■ **Listed records**:
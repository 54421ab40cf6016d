//! Codec trait and implementations for serializing/deserializing messages.
//!
//! The server never calls `serde_json` directly; it goes through a
//! [`Codec`] so the wire format can change without touching the handler.

use serde::{Serialize, de::DeserializeOwned};

use crate::ProtocolError;

/// Converts protocol values to bytes and back.
///
/// ## Trait bounds
///
/// - `Send + Sync`: one codec instance is shared by every connection task,
///   and Tokio may poll those tasks on any worker thread.
/// - `'static`: the codec lives inside the server state for the lifetime
///   of the process and borrows nothing.
///
/// ## Generic methods
///
/// `encode` and `decode` are generic over the value type, so the same
/// codec handles envelopes, views, or anything else with serde derives:
///
/// - `encode<T: Serialize>` turns any serializable `T` into bytes.
/// - `decode<T: DeserializeOwned>` builds a `T` that owns all its data, so
///   the frame buffer can be dropped right after decoding.
///
/// Because the methods are generic the trait is not object safe; the
/// server takes the codec as a type parameter instead of a `dyn Codec`.
pub trait Codec: Send + Sync + 'static {
    /// Serializes a value into bytes.
    ///
    /// # Errors
    /// Returns `ProtocolError::Encode` if the value cannot be represented.
    fn encode<T: Serialize>(&self, value: &T) -> Result<Vec<u8>, ProtocolError>;

    /// Deserializes bytes back into a value.
    ///
    /// # Errors
    /// Returns `ProtocolError::Decode` if the bytes are malformed or do not
    /// match the expected shape.
    fn decode<T: DeserializeOwned>(&self, data: &[u8]) -> Result<T, ProtocolError>;
}

// ---------------------------------------------------------------------------
// JsonCodec
// ---------------------------------------------------------------------------

/// A [`Codec`] backed by `serde_json`.
///
/// JSON is what the mobile client speaks natively, so this is the only
/// codec shipped today. Behind the `json` feature (on by default).
///
/// ```rust
/// use impostor_protocol::{ClientMessage, Codec, Envelope, JsonCodec, Payload};
///
/// let codec = JsonCodec;
/// let envelope = Envelope {
///     seq: 1,
///     timestamp: 0,
///     payload: Payload::Client(ClientMessage::JoinSession { code: "AB3X7Q".into() }),
/// };
///
/// let bytes = codec.encode(&envelope).unwrap();
/// let decoded: Envelope = codec.decode(&bytes).unwrap();
/// assert_eq!(envelope, decoded);
/// ```
#[cfg(feature = "json")]
#[derive(Debug, Clone, Copy, Default)]
pub struct JsonCodec;

#[cfg(feature = "json")]
impl Codec for JsonCodec {
    fn encode<T: Serialize>(&self, value: &T) -> Result<Vec<u8>, ProtocolError> {
        serde_json::to_vec(value).map_err(ProtocolError::Encode)
    }

    fn decode<T: DeserializeOwned>(&self, data: &[u8]) -> Result<T, ProtocolError> {
        serde_json::from_slice(data).map_err(ProtocolError::Decode)
    }
}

■ **Your objective**: Would you set down exactly the lines from the line with "so the same" through the last one in the material?

■ **Result of the task**:
/// `encode` and `decode` are generic over the value type, so the same
/// codec handles envelopes, views, or anything else with serde derives:
///
/// - `encode<T: Serialize>` turns any serializable `T` into bytes.
/// - `decode<T: DeserializeOwned>` builds a `T` that owns all its data, so
///   the frame buffer can be dropped right after decoding.
///
/// Because the methods are generic the trait is not object safe; the
/// server takes the codec as a type parameter instead of a `dyn Codec`.
pub trait Codec: Send + Sync + 'static {
    /// Serializes a value into bytes.
    ///
    /// # Errors
    /// Returns `ProtocolError::Encode` if the value cannot be represented.
    fn encode<T: Serialize>(&self, value: &T) -> Result<Vec<u8>, ProtocolError>;

    /// Deserializes bytes back into a value.
    ///
    /// # Errors
    /// Returns `ProtocolError::Decode` if the bytes are malformed or do not
    /// match the expected shape.
    fn decode<T: DeserializeOwned>(&self, data: &[u8]) -> Result<T, ProtocolError>;
}

// ---------------------------------------------------------------------------
// JsonCodec
// ---------------------------------------------------------------------------

/// A [`Codec`] backed by `serde_json`.
///
/// JSON is what the mobile client speaks natively, so this is the only
/// codec shipped today. Behind the `json` feature (on by default).
///
/// ```rust
/// use impostor_protocol::{ClientMessage, Codec, Envelope, JsonCodec, Payload};
///
/// let codec = JsonCodec;
/// let envelope = Envelope {
///     seq: 1,
///     timestamp: 0,
///     payload: Payload::Client(ClientMessage::JoinSession { code: "AB3X7Q".into() }),
/// };
///
/// let bytes = codec.encode(&envelope).unwrap();
/// let decoded: Envelope = codec.decode(&bytes).unwrap();
/// assert_eq!(envelope, decoded);
/// ```
#[cfg(feature = "json")]
#[derive(Debug, Clone, Copy, Default)]
pub struct JsonCodec;

#[cfg(feature = "json")]
impl Codec for JsonCodec {
    fn encode<T: Serialize>(&self, value: &T) -> Result<Vec<u8>, ProtocolError> {
        serde_json::to_vec(value).map_err(ProtocolError::Encode)
    }

    fn decode<T: DeserializeOwned>(&self, data: &[u8]) -> Result<T, ProtocolError> {
        serde_json::from_slice(data).map_err(ProtocolError::Decode)
    }
}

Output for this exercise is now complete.